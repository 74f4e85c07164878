//! Camera state machine
//!
//! ```text
//!          start                 warm-up
//!   Idle ─────────▶ Previewing ───────────▶ Capturing | Recording | Streaming
//!    ▲                                                    │
//!    └──────────────────────── stop ──────────────────────┘
//! ```
//!
//! Starting acquires the camera lock and keeps it until the session returns
//! to Idle. Starting from any state but Idle fails with `DeviceBusy`. `stop`
//! always releases the lock, even when the driver fails to stop; that failure
//! is only logged.

use std::fmt;
use std::fs::File;
use std::io::{BufWriter, Write};
use std::path::Path;
use std::sync::atomic::{AtomicBool, Ordering};
use std::sync::Arc;
use std::thread::{self, JoinHandle};
use std::time::{Duration, Instant};

use parking_lot::Mutex;
use pinode_core::error::{PinodeError, PinodeResult};
use pinode_core::{BusLock, BusLockGuard};
use serde::Serialize;

use super::stream::{self, StreamTarget};
use super::{CameraDriver, PreviewSettings};

#[derive(Debug, Clone, Copy, PartialEq, Eq, Default, Serialize)]
pub enum CameraState {
    #[default]
    Idle,
    Previewing,
    Capturing,
    Recording,
    Streaming,
}

impl CameraState {
    pub const NAMES: [&'static str; 5] =
        ["Idle", "Previewing", "Capturing", "Recording", "Streaming"];

    pub fn as_str(&self) -> &'static str {
        match self {
            Self::Idle => "Idle",
            Self::Previewing => "Previewing",
            Self::Capturing => "Capturing",
            Self::Recording => "Recording",
            Self::Streaming => "Streaming",
        }
    }
}

impl fmt::Display for CameraState {
    fn fmt(&self, f: &mut fmt::Formatter<'_>) -> fmt::Result {
        f.write_str(self.as_str())
    }
}

struct Shared {
    state: CameraState,
    guard: Option<BusLockGuard>,
    /// Bumped by every start and every explicit stop. A worker only tears the
    /// session down if nothing happened since it was spawned.
    generation: u64,
}

/// Stop the driver, drop the lock, back to Idle
fn release(shared: &mut Shared, driver: &Mutex<CameraDriver>) {
    if let Err(e) = driver.lock().stop_preview() {
        log::warn!("Camera stop failed, releasing anyway: {}", e);
    }
    shared.guard = None;
    shared.state = CameraState::Idle;
}

struct Worker {
    stop: Arc<AtomicBool>,
    reload: Arc<AtomicBool>,
    handle: JoinHandle<()>,
}

pub struct CameraSession {
    holder: String,
    lock: BusLock,
    driver: Arc<Mutex<CameraDriver>>,
    shared: Arc<Mutex<Shared>>,
    worker: Option<Worker>,
    warmup: Duration,
    preview: PreviewSettings,
}

impl CameraSession {
    pub fn new(holder: &str, lock: BusLock, driver: CameraDriver, warmup: Duration) -> Self {
        Self {
            holder: holder.to_string(),
            lock,
            driver: Arc::new(Mutex::new(driver)),
            shared: Arc::new(Mutex::new(Shared {
                state: CameraState::Idle,
                guard: None,
                generation: 0,
            })),
            worker: None,
            warmup,
            preview: PreviewSettings::default(),
        }
    }

    pub fn driver(&self) -> Arc<Mutex<CameraDriver>> {
        Arc::clone(&self.driver)
    }

    pub fn lock(&self) -> &BusLock {
        &self.lock
    }

    pub fn state(&self) -> CameraState {
        self.shared.lock().state
    }

    pub fn is_idle(&self) -> bool {
        self.state() == CameraState::Idle
    }

    pub fn preview(&self) -> &PreviewSettings {
        &self.preview
    }

    /// Applied from the next start on
    pub fn set_preview(&mut self, preview: PreviewSettings) {
        self.preview = preview;
    }

    pub fn warmup(&self) -> Duration {
        self.warmup
    }

    fn busy(&self, state: CameraState) -> PinodeError {
        PinodeError::busy(&self.holder, format!("camera is {}", state))
    }

    fn reap(&mut self) {
        if let Some(worker) = self.worker.take() {
            if worker.handle.join().is_err() {
                log::error!("Camera worker of '{}' panicked", self.holder);
            }
        }
    }

    /// Idle → Previewing → `target`. Returns the session generation.
    fn begin(&mut self, target: CameraState) -> PinodeResult<u64> {
        let state = self.state();
        if state != CameraState::Idle {
            return Err(self.busy(state));
        }
        // A finished recording worker may still be exiting
        self.reap();

        let generation = {
            let mut shared = self.shared.lock();
            let guard = self.lock.acquire(&self.holder)?;
            self.driver
                .lock()
                .start_preview(&self.preview)
                .map_err(PinodeError::into_unavailable)?;
            shared.guard = Some(guard);
            shared.state = CameraState::Previewing;
            shared.generation += 1;
            shared.generation
        };
        log::debug!("Camera warming up for {:?}", self.warmup);
        thread::sleep(self.warmup);
        self.shared.lock().state = target;
        Ok(generation)
    }

    fn finish(&self) {
        let mut shared = self.shared.lock();
        shared.generation += 1;
        release(&mut shared, &self.driver);
    }

    /// Capture one JPEG to `path`, then return to Idle
    pub fn snapshot(&mut self, path: &Path) -> PinodeResult<()> {
        self.begin(CameraState::Capturing)?;
        let result = self
            .driver
            .lock()
            .capture_frame()
            .and_then(|frame| std::fs::write(path, frame).map_err(PinodeError::from));
        self.finish();
        result
    }

    /// Record MJPEG to `path` for `duration`. Returns immediately; the session
    /// goes back to Idle by itself when the time is up.
    pub fn record(&mut self, path: &Path, duration: Duration) -> PinodeResult<()> {
        let file = {
            let state = self.state();
            if state != CameraState::Idle {
                return Err(self.busy(state));
            }
            File::create(path)?
        };
        let generation = self.begin(CameraState::Recording)?;

        let stop = Arc::new(AtomicBool::new(false));
        let driver = Arc::clone(&self.driver);
        let shared = Arc::clone(&self.shared);
        let stop_flag = Arc::clone(&stop);
        let spawned = thread::Builder::new()
            .name(format!("{}-record", self.holder))
            .spawn(move || {
                record_frames(file, &driver, &stop_flag, duration);
                if !stop_flag.load(Ordering::SeqCst) {
                    let mut shared = shared.lock();
                    if shared.generation == generation && shared.state != CameraState::Idle {
                        log::info!("Recording finished");
                        release(&mut shared, &driver);
                    }
                }
            });
        self.attach_worker(spawned, stop)
    }

    /// Start serving frames on `target`
    pub fn stream(&mut self, target: &StreamTarget) -> PinodeResult<()> {
        let state = self.state();
        if state != CameraState::Idle {
            return Err(self.busy(state));
        }
        let listener = target.bind()?;
        self.begin(CameraState::Streaming)?;
        log::info!("Streaming on {}:{}", target.host, target.port);

        let stop = Arc::new(AtomicBool::new(false));
        let reload = Arc::new(AtomicBool::new(false));
        let driver = Arc::clone(&self.driver);
        let (stop_flag, reload_flag) = (Arc::clone(&stop), Arc::clone(&reload));
        let spawned = thread::Builder::new()
            .name(format!("{}-stream", self.holder))
            .spawn(move || stream::serve(listener, driver, stop_flag, reload_flag));
        self.worker_with_reload(spawned, stop, reload)
    }

    /// Drop the current stream client and wait for the next one
    pub fn reload_stream(&mut self) -> PinodeResult<()> {
        match (&self.worker, self.state()) {
            (Some(worker), CameraState::Streaming) => {
                worker.reload.store(true, Ordering::SeqCst);
                Ok(())
            }
            _ => Err(PinodeError::invalid("stream", "no stream is running")),
        }
    }

    fn attach_worker(
        &mut self,
        spawned: std::io::Result<JoinHandle<()>>,
        stop: Arc<AtomicBool>,
    ) -> PinodeResult<()> {
        self.worker_with_reload(spawned, stop, Arc::new(AtomicBool::new(false)))
    }

    fn worker_with_reload(
        &mut self,
        spawned: std::io::Result<JoinHandle<()>>,
        stop: Arc<AtomicBool>,
        reload: Arc<AtomicBool>,
    ) -> PinodeResult<()> {
        match spawned {
            Ok(handle) => {
                self.worker = Some(Worker {
                    stop,
                    reload,
                    handle,
                });
                Ok(())
            }
            Err(e) => {
                self.finish();
                Err(PinodeError::driver(format!("Failed to spawn camera worker: {}", e)))
            }
        }
    }

    /// Back to Idle from any state. A no-op when already Idle.
    pub fn stop(&mut self) -> PinodeResult<()> {
        let active = {
            let mut shared = self.shared.lock();
            if shared.state != CameraState::Idle {
                shared.generation += 1;
            }
            shared.state != CameraState::Idle
        };
        if let Some(worker) = &self.worker {
            worker.stop.store(true, Ordering::SeqCst);
        }
        self.reap();
        if active {
            let mut shared = self.shared.lock();
            release(&mut shared, &self.driver);
            log::info!("Camera '{}' stopped", self.holder);
        }
        Ok(())
    }
}

impl Drop for CameraSession {
    fn drop(&mut self) {
        let _ = self.stop();
    }
}

fn record_frames(file: File, driver: &Mutex<CameraDriver>, stop: &AtomicBool, duration: Duration) {
    let interval = driver.lock().frame_interval();
    let deadline = Instant::now() + duration;
    let mut out = BufWriter::new(file);
    let mut frames = 0u64;
    while Instant::now() < deadline && !stop.load(Ordering::SeqCst) {
        let frame = match driver.lock().capture_frame() {
            Ok(frame) => frame,
            Err(e) => {
                log::warn!("Recording aborted: {}", e);
                break;
            }
        };
        if let Err(e) = out.write_all(&frame) {
            log::warn!("Recording aborted: {}", e);
            break;
        }
        frames += 1;
        if !interval.is_zero() {
            thread::sleep(interval.min(deadline.saturating_duration_since(Instant::now())));
        }
    }
    if let Err(e) = out.flush() {
        log::warn!("Recording flush failed: {}", e);
    }
    log::debug!("Recorded {} frame(s)", frames);
}
//! Doctor command - Host diagnostics for PINODE
//!
//! Checks that the device nodes the hardware backends need are present and
//! that a gateway config can be found.

use colored::*;
use pinode_core::GatewayConfig;
use pinode_library::{CameraDriverBackend, GpioDriverBackend, I2cDriverBackend};
use std::fs;
use std::path::Path;

/// Represents a diagnostic check result
#[derive(Debug, Clone, Copy, PartialEq, Eq)]
pub enum CheckStatus {
    Ok,
    Warning,
    Error,
}

/// Run all diagnostic checks
pub fn run_doctor(verbose: bool) -> anyhow::Result<()> {
    println!("{}", "PINODE System Diagnostics".green().bold());
    println!();

    let mut warnings = 0;
    let mut errors = 0;

    let (status, msg) = check_architecture(verbose);
    print_check("Architecture", status, &msg, &mut warnings, &mut errors);

    let (status, msg) = check_gpio(Path::new("/dev"), verbose);
    print_check("GPIO", status, &msg, &mut warnings, &mut errors);

    let (status, msg) = check_i2c(Path::new("/dev"), verbose);
    print_check("I2C", status, &msg, &mut warnings, &mut errors);

    let (status, msg) = check_camera(Path::new("/dev"), verbose);
    print_check("Camera", status, &msg, &mut warnings, &mut errors);

    let (status, msg) = check_config(verbose);
    print_check("Config", status, &msg, &mut warnings, &mut errors);

    let (status, msg) = check_home_dir(verbose);
    print_check("Home directory", status, &msg, &mut warnings, &mut errors);

    // Summary
    println!();
    println!("{}", summary(warnings, errors));
    if errors > 0 {
        println!(
            "  {} Run `pinode doctor --verbose` for more details",
            "Tip:".dimmed()
        );
    } else if warnings > 0 {
        println!(
            "  {} Simulation backends still work without hardware",
            "Note:".dimmed()
        );
    }

    Ok(())
}

fn summary(warnings: i32, errors: i32) -> String {
    if errors > 0 {
        format!("{} {} error(s), {} warning(s)", "[ERR]".red(), errors, warnings)
    } else if warnings > 0 {
        format!("{} {} warning(s), no errors", "[WARN]".yellow(), warnings)
    } else {
        format!("{} All checks passed!", "[OK]".green())
    }
}

fn print_check(name: &str, status: CheckStatus, msg: &str, warnings: &mut i32, errors: &mut i32) {
    let (icon, color_msg) = match status {
        CheckStatus::Ok => ("[OK]".green(), msg.normal()),
        CheckStatus::Warning => {
            *warnings += 1;
            ("[WARN]".yellow(), msg.yellow())
        }
        CheckStatus::Error => {
            *errors += 1;
            ("[ERR]".red(), msg.red())
        }
    };
    println!("  {} {} {}", icon, format!("{:20}", name).cyan(), color_msg);
}

fn check_architecture(_verbose: bool) -> (CheckStatus, String) {
    let arch = std::env::consts::ARCH;
    match arch {
        "arm" | "aarch64" => (CheckStatus::Ok, arch.to_string()),
        _ => (
            CheckStatus::Warning,
            format!("{} (not a Raspberry Pi, simulation only)", arch),
        ),
    }
}

/// Names under `dev` starting with `prefix`, sorted
pub fn device_nodes(dev: &Path, prefix: &str) -> Vec<String> {
    let mut nodes: Vec<String> = match fs::read_dir(dev) {
        Ok(entries) => entries
            .filter_map(|e| e.ok())
            .filter_map(|e| e.file_name().into_string().ok())
            .filter(|name| name.starts_with(prefix))
            .collect(),
        Err(_) => Vec::new(),
    };
    nodes.sort();
    nodes
}

fn backends_note(available: Vec<&'static str>, verbose: bool) -> String {
    if verbose {
        format!(" [backends: {}]", available.join(", "))
    } else {
        String::new()
    }
}

pub fn check_gpio(dev: &Path, verbose: bool) -> (CheckStatus, String) {
    let note = backends_note(GpioDriverBackend::available(), verbose);
    if dev.join("gpiomem").exists() {
        (CheckStatus::Ok, format!("/dev/gpiomem present{}", note))
    } else {
        (CheckStatus::Warning, format!("/dev/gpiomem missing{}", note))
    }
}

pub fn check_i2c(dev: &Path, verbose: bool) -> (CheckStatus, String) {
    let note = backends_note(I2cDriverBackend::available(), verbose);
    let buses = device_nodes(dev, "i2c-");
    if buses.is_empty() {
        (
            CheckStatus::Warning,
            format!("No I2C bus found (enable it with raspi-config){}", note),
        )
    } else {
        (CheckStatus::Ok, format!("{}{}", buses.join(", "), note))
    }
}

pub fn check_camera(dev: &Path, verbose: bool) -> (CheckStatus, String) {
    let note = backends_note(CameraDriverBackend::available(), verbose);
    let videos = device_nodes(dev, "video");
    if videos.is_empty() {
        (CheckStatus::Warning, format!("No video device found{}", note))
    } else {
        (CheckStatus::Ok, format!("{}{}", videos.join(", "), note))
    }
}

fn check_config(verbose: bool) -> (CheckStatus, String) {
    let found = GatewayConfig::search_paths().into_iter().find(|p| p.exists());
    let path = match found {
        Some(path) => path,
        None => {
            return (
                CheckStatus::Warning,
                "No pinode.yaml or pinode.toml found".to_string(),
            )
        }
    };
    match GatewayConfig::from_file(&path) {
        Ok(config) => match config.validate() {
            Ok(()) => {
                let mut msg = format!("{}", path.display());
                if verbose {
                    msg.push_str(&format!(" ({} device(s))", config.enabled_devices().len()));
                }
                (CheckStatus::Ok, msg)
            }
            Err(e) => (CheckStatus::Error, format!("{}: {}", path.display(), e)),
        },
        Err(e) => (CheckStatus::Error, format!("{}: {}", path.display(), e)),
    }
}

fn check_home_dir(_verbose: bool) -> (CheckStatus, String) {
    let home = match dirs::home_dir() {
        Some(home) => home,
        None => return (CheckStatus::Warning, "No home directory".to_string()),
    };
    let media = home.join("public");
    match fs::metadata(&home) {
        Ok(meta) if meta.permissions().readonly() => (
            CheckStatus::Error,
            format!("{} is read-only, camera captures will fail", home.display()),
        ),
        Ok(_) => (
            CheckStatus::Ok,
            format!("captures go to {}", media.join("picamera").display()),
        ),
        Err(e) => (CheckStatus::Error, format!("{}: {}", home.display(), e)),
    }
}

• • • •

PROBLEM STATEMENT: Read through the entries above and copy each line that has the string "PreviewSettings" in it.

RESULT:
use super::{CameraDriver, PreviewSettings};
    preview: PreviewSettings,
            preview: PreviewSettings::default(),
    pub fn preview(&self) -> &PreviewSettings {
    pub fn set_preview(&mut self, preview: PreviewSettings) {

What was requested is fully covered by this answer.